Externalizing behavior problems of 124 adolescents were assessed across Grades 7-11. In Grade 9, participants were also assessed across social-cognitive domains after imagining themselves as the object of provocations portrayed in six videotaped vignettes. Participants responded to vignette-based questions representing multiple processes of the response decision step of social information processing. Phase 1 of our investigation supported a two-factor model of the response evaluation process of response decision (response valuation and outcome expectancy).

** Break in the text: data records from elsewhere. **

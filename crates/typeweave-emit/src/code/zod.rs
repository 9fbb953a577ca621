//! Zod expressions.

use typeweave_core::{Node, Result, serialize_primitive};

use super::emitter::CodeEmitter;
use crate::syntax::property_key;

fn method(name: &str, argument: &str) -> String {
    format!("z.{name}({argument})")
}

impl CodeEmitter<'_> {
    pub(super) fn zod(&self, node: &Node) -> Result<String> {
        Ok(match node {
            Node::String => method("string", ""),
            Node::Number => method("number", ""),
            Node::Boolean => method("boolean", ""),
            Node::Null => method("null", ""),
            Node::Undefined => method("undefined", ""),
            Node::Void => method("void", ""),
            Node::Any => method("any", ""),
            Node::Unknown => method("unknown", ""),
            Node::Never => method("never", ""),
            Node::BigInt => method("bigint", ""),
            Node::Date => method("date", ""),
            Node::RegExp => method("instanceof", "RegExp"),
            Node::Literal { value } => method("literal", &serialize_primitive(value)),
            Node::Array { element } => method("array", &self.emit(element)?),
            Node::Set { element } => method("set", &self.emit(element)?),
            Node::Record { key, value } => method(
                "record",
                &format!("{}, {}", self.emit(key)?, self.emit(value)?),
            ),
            Node::Map { key, value } => method(
                "map",
                &format!("{}, {}", self.emit(key)?, self.emit(value)?),
            ),
            Node::Object { shape } => {
                if shape.is_empty() {
                    return Ok(method("object", "{}"));
                }
                let mut properties = Vec::with_capacity(shape.len());
                for (name, value) in shape {
                    properties.push(format!("{}: {}", property_key(name), self.emit(value)?));
                }
                method("object", &format!("{{ {} }}", properties.join(", ")))
            }
            Node::Union { members } => match node.without_undefined() {
                Some(inner) if node.is_optional() => format!("{}.optional()", self.emit(&inner)?),
                _ => method("union", &format!("[{}]", self.emit_list(members)?)),
            },
            Node::Tuple { elements } => {
                method("tuple", &format!("[{}]", self.emit_list(elements)?))
            }
            Node::Intersection { members } => {
                let mut schema = self.emit(members.first())?;
                for member in &members[1..] {
                    schema = format!("{schema}.and({})", self.emit(member)?);
                }
                schema
            }
            Node::Function {
                parameters,
                returns,
            } => {
                if parameters.is_empty() && returns.is_none() {
                    return Ok(method("function", ""));
                }
                let arguments = method("tuple", &format!("[{}]", self.emit_list(parameters)?));
                match returns {
                    Some(returns) => {
                        method("function", &format!("{arguments}, {}", self.emit(returns)?))
                    }
                    None => method("function", &arguments),
                }
            }
            Node::DefinitionReference { .. } => self.emit(node)?,
        })
    }
}
use crate::{ObjectType, TypeFlag, TypeIntrospector, TypeStore};

#[test]
fn intrinsics_are_singletons() {
    let mut store = TypeStore::new();
    let a = store.string();
    let b = store.intrinsic(TypeFlag::String);
    assert_eq!(a, b);
    assert_eq!(store.len(), 1);
    assert!(store.has_flag(&a, TypeFlag::String));
    assert!(!store.has_flag(&a, TypeFlag::Number));
}

#[test]
fn render_types() {
    let mut store = TypeStore::new();
    let string = store.string();
    let number = store.number();
    let hello = store.string_literal("hello");
    let yes = store.boolean_literal(true);
    let big = store.bigint_literal(true, "42");
    let list = store.array(string);
    let map = store.map(string, number);
    let record = store.record(string, number);
    let tuple = store.tuple(&[(string, false), (number, true)]);
    let union = store.union(&[string, number]);
    let function = store.function(vec![string, number], list);
    let object = store.object(
        ObjectType::new()
            .property("a", string)
            .optional_property("b", number),
    );
    let user = store.interface("User", ObjectType::new());

    let rendered: Vec<String> = [
        hello, yes, big, list, map, record, tuple, union, function, object, user,
    ]
    .iter()
    .map(|ty| store.type_to_string(ty))
    .collect();

    insta::assert_snapshot!(rendered.join("\n"), @r#"
    "hello"
    true
    -42n
    string[]
    Map<string, number>
    Record<string, number>
    [string, number?]
    string | number
    (args_0: string, args_1: number) => string[]
    { a: string; b?: number; }
    User
    "#);
}

#[test]
fn define_keeps_alias_name() {
    let mut store = TypeStore::new();
    let tree = store.declare_alias("Tree", &[]);
    let body = store.object(ObjectType::new().property("child", tree));
    store.define(tree, body);

    assert_eq!(store.alias_name(&tree).as_deref(), Some("Tree"));
    assert_eq!(store.symbol_name(&tree).as_deref(), Some("__type"));
    assert_eq!(store.properties(&tree).len(), 1);
    assert_eq!(store.type_to_string(&tree), "Tree");
}

#[test]
fn define_keeps_interface_name() {
    let mut store = TypeStore::new();
    let node = store.declare_interface("Node");
    let body = store.object(ObjectType::new().optional_property("next", node));
    store.define(node, body);

    assert_eq!(store.symbol_name(&node).as_deref(), Some("Node"));
    assert_eq!(store.alias_name(&node), None);
    assert!(store.is_object(&node));
    assert!(store.properties(&node)[0].optional);
}

#[test]
fn builtin_references_expose_type_arguments() {
    let mut store = TypeStore::new();
    let number = store.number();
    let set = store.set(number);
    assert_eq!(store.symbol_name(&set).as_deref(), Some("Set"));
    assert_eq!(store.type_arguments(&set), vec![number]);
    assert!(store.alias_type_arguments(&set).is_empty());
}

#[test]
fn self_referencing_interface_renders_by_name() {
    let mut store = TypeStore::new();
    let node = store.declare_interface("Node");
    let string = store.string();
    let body = store.union(&[string, node]);
    store.define(node, body);

    assert_eq!(store.type_to_string(&node), "Node");
    assert_eq!(store.type_to_string(&body), "string | Node");

    let items = store.intersection(&[node, body]);
    assert_eq!(store.type_to_string(&items), "Node & string | Node");
}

Phase 2 showed significant relations between the set of these response decision processes, as well as response selection, measured in Grade 9 and (a) externalizing behavior in Grade 9 and (b) externalizing behavior in Grades 10-11, even after controlling externalizing behavior in Grades 7-8. These findings suggest that on-line behavioral judgments about aggression play a crucial role in the maintenance and growth of aggressive response tendencies in adolescence. Copyright © 2002 Cambridge University Press.

Comments

This article was published in Development and psychopathology, Volume 14, Issue 1, Pages 107-122.

The published version is available at http://dx.doi.org/10.1017/S0954579402001062.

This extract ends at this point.